→ **What this task involves**: The number of lines holding the string "dimensional" is all that is wanted; count them in the records below.

Stored entries
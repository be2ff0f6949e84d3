// --- File: src/converter/record.rs ---

//! Output side of the conversion: per-dataset records and the two output trees.

use super::rounding::round_half_even;
use crate::container::{ArrayValues, Tensor};
use ndarray::{ArrayViewD, Axis};
use serde::ser::{SerializeMap, Serializer};
use serde::Serialize;
use serde_json::{Number, Value as Json};
use std::io::Write;

/// One converted dataset.
#[derive(Debug, Clone, PartialEq, Serialize)]
pub struct ConversionRecord {
    pub name: String,
    pub dtype: String,
    pub shape: Vec<usize>,
    /// Nested arrays of numbers, or a bare number for zero-dimensional datasets.
    pub value: Json,
}

impl ConversionRecord {
    /// Builds the record for `tensor`, rounding floats to `decimal_places`.
    pub fn from_tensor(name: String, tensor: &Tensor, decimal_places: u32) -> Self {
        let value = match tensor.values() {
            ArrayValues::Float(arr) => nested_json(arr.view(), &|x: &f64| {
                Number::from_f64(round_half_even(*x, decimal_places))
                    .map_or(Json::Null, Json::Number)
            }),
            ArrayValues::Int(arr) => nested_json(arr.view(), &|x: &i64| Json::from(*x)),
            ArrayValues::UInt(arr) => nested_json(arr.view(), &|x: &u64| Json::from(*x)),
        };
        Self {
            name,
            dtype: tensor.dtype().as_str().to_string(),
            shape: tensor.shape().to_vec(),
            value,
        }
    }
}

/// Turns an n-dimensional array into nested JSON arrays, outermost axis first.
fn nested_json<T>(arr: ArrayViewD<'_, T>, leaf: &dyn Fn(&T) -> Json) -> Json {
    if arr.ndim() == 0 {
        return arr.iter().next().map_or(Json::Null, leaf);
    }
    Json::Array(
        arr.axis_iter(Axis(0))
            .map(|sub| nested_json(sub, leaf))
            .collect(),
    )
}

/// Records of one layer or optimizer state. `None` means "no weights".
pub type LayerRecords = Option<Vec<ConversionRecord>>;

/// Name → records mapping that keeps insertion order.
///
/// Serialized as a JSON object whose keys appear in insertion order.
#[derive(Debug, Clone, Default, PartialEq)]
pub struct RecordMap {
    entries: Vec<(String, LayerRecords)>,
}

impl RecordMap {
    pub fn new() -> Self {
        Self::default()
    }

    /// Inserts or replaces an entry. A replaced entry keeps its original position.
    pub fn insert(&mut self, name: String, records: LayerRecords) {
        match self.entries.iter_mut().find(|(key, _)| *key == name) {
            Some((_, slot)) => *slot = records,
            None => self.entries.push((name, records)),
        }
    }

    /// Returns the entry for `name`; the outer `Option` tells whether it exists at all.
    pub fn get(&self, name: &str) -> Option<&LayerRecords> {
        self.entries
            .iter()
            .find(|(key, _)| key == name)
            .map(|(_, records)| records)
    }

    pub fn contains_key(&self, name: &str) -> bool {
        self.get(name).is_some()
    }

    pub fn keys(&self) -> impl Iterator<Item = &str> {
        self.entries.iter().map(|(key, _)| key.as_str())
    }

    pub fn iter(&self) -> impl Iterator<Item = (&str, &LayerRecords)> {
        self.entries.iter().map(|(key, records)| (key.as_str(), records))
    }

    pub fn len(&self) -> usize {
        self.entries.len()
    }

    pub fn is_empty(&self) -> bool {
        self.entries.is_empty()
    }
}

impl Serialize for RecordMap {
    fn serialize<S: Serializer>(&self, serializer: S) -> Result<S::Ok, S::Error> {
        let mut map = serializer.serialize_map(Some(self.entries.len()))?;
        for (key, records) in &self.entries {
            map.serialize_entry(key, records)?;
        }
        map.end()
    }
}

/// Output of the weights-only conversion.
#[derive(Debug, Clone, PartialEq, Serialize)]
pub struct WeightsOutput {
    pub format_version: String,
    pub backend: String,
    pub weights: RecordMap,
}

/// Output of the merged (topology + weights + training state) conversion.
#[derive(Debug, Clone, PartialEq, Serialize)]
pub struct MergedOutput {
    pub format_version: String,
    pub backend: String,
    /// Serialized model topology, passed through untouched.
    pub model_config: String,
    #[serde(skip_serializing_if = "Option::is_none")]
    pub training_config: Option<String>,
    pub model_weights: RecordMap,
    pub optimizer_weights: RecordMap,
}

macro_rules! impl_json_output {
    ($($ty:ty),*) => {$(
        impl $ty {
            /// Serializes the tree to a JSON string.
            pub fn to_json_string(&self) -> serde_json::Result<String> {
                serde_json::to_string(self)
            }

            /// Serializes the tree as JSON into `writer`.
            pub fn to_writer<W: Write>(&self, writer: W) -> serde_json::Result<()> {
                serde_json::to_writer(writer, self)
            }
        }
    )*};
}

impl_json_output!(WeightsOutput, MergedOutput);

#[cfg(test)]
mod tests {
    use super::*;
    use serde_json::json;

    #[test]
    fn test_record_nests_values_by_shape() {
        let tensor = Tensor::from_f32(&[2, 3], vec![0.1, 0.2, 0.3, 0.4, 0.5, 0.6]).unwrap();
        let record = ConversionRecord::from_tensor("kernel".to_string(), &tensor, 6);

        assert_eq!(record.dtype, "float32");
        assert_eq!(record.shape, vec![2, 3]);
        assert_eq!(record.value, json!([[0.1, 0.2, 0.3], [0.4, 0.5, 0.6]]));
    }

    #[test]
    fn test_zero_places_gives_integer_valued_floats() {
        let tensor = Tensor::from_f64(&[3], vec![1.4, 2.5, -0.6]).unwrap();
        let record = ConversionRecord::from_tensor("w".to_string(), &tensor, 0);
        assert_eq!(record.value, json!([1.0, 2.0, -1.0]));
    }

    #[test]
    fn test_integers_are_not_rounded() {
        let tensor = Tensor::from_i64(&[2], vec![123456789, -7]).unwrap();
        let record = ConversionRecord::from_tensor("ids".to_string(), &tensor, 0);
        assert_eq!(record.dtype, "int64");
        assert_eq!(record.value, json!([123456789, -7]));
    }

    #[test]
    fn test_scalar_and_empty_shapes() {
        let scalar = ConversionRecord::from_tensor("iterations".to_string(), &Tensor::scalar_i64(9), 6);
        assert_eq!(scalar.shape, Vec::<usize>::new());
        assert_eq!(scalar.value, json!(9));

        let empty = Tensor::from_f32(&[0, 4], vec![]).unwrap();
        let record = ConversionRecord::from_tensor("empty".to_string(), &empty, 6);
        assert_eq!(record.shape, vec![0, 4]);
        assert_eq!(record.value, json!([]));
    }

    #[test]
    fn test_non_finite_values_become_null() {
        let tensor = Tensor::from_f64(&[2], vec![f64::NAN, 1.0]).unwrap();
        let record = ConversionRecord::from_tensor("w".to_string(), &tensor, 3);
        assert_eq!(record.value, json!([null, 1.0]));
    }

    #[test]
    fn test_record_map_serializes_in_insertion_order() {
        let mut map = RecordMap::new();
        map.insert("zeta".to_string(), None);
        map.insert("alpha".to_string(), Some(vec![]));
        map.insert("zeta".to_string(), Some(vec![]));

        assert_eq!(map.keys().collect::<Vec<_>>(), vec!["zeta", "alpha"]);
        assert_eq!(serde_json::to_string(&map).unwrap(), r#"{"zeta":[],"alpha":[]}"#);
    }

    #[test]
    fn test_missing_training_config_is_omitted() {
        let out = MergedOutput {
            format_version: "2.1.2".to_string(),
            backend: "tensorflow".to_string(),
            model_config: "{}".to_string(),
            training_config: None,
            model_weights: RecordMap::new(),
            optimizer_weights: RecordMap::new(),
        };
        let text = out.to_json_string().unwrap();
        assert!(!text.contains("training_config"));
        assert!(text.contains(r#""optimizer_weights":{}"#));
    }
}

→ **Finished exercise**: 2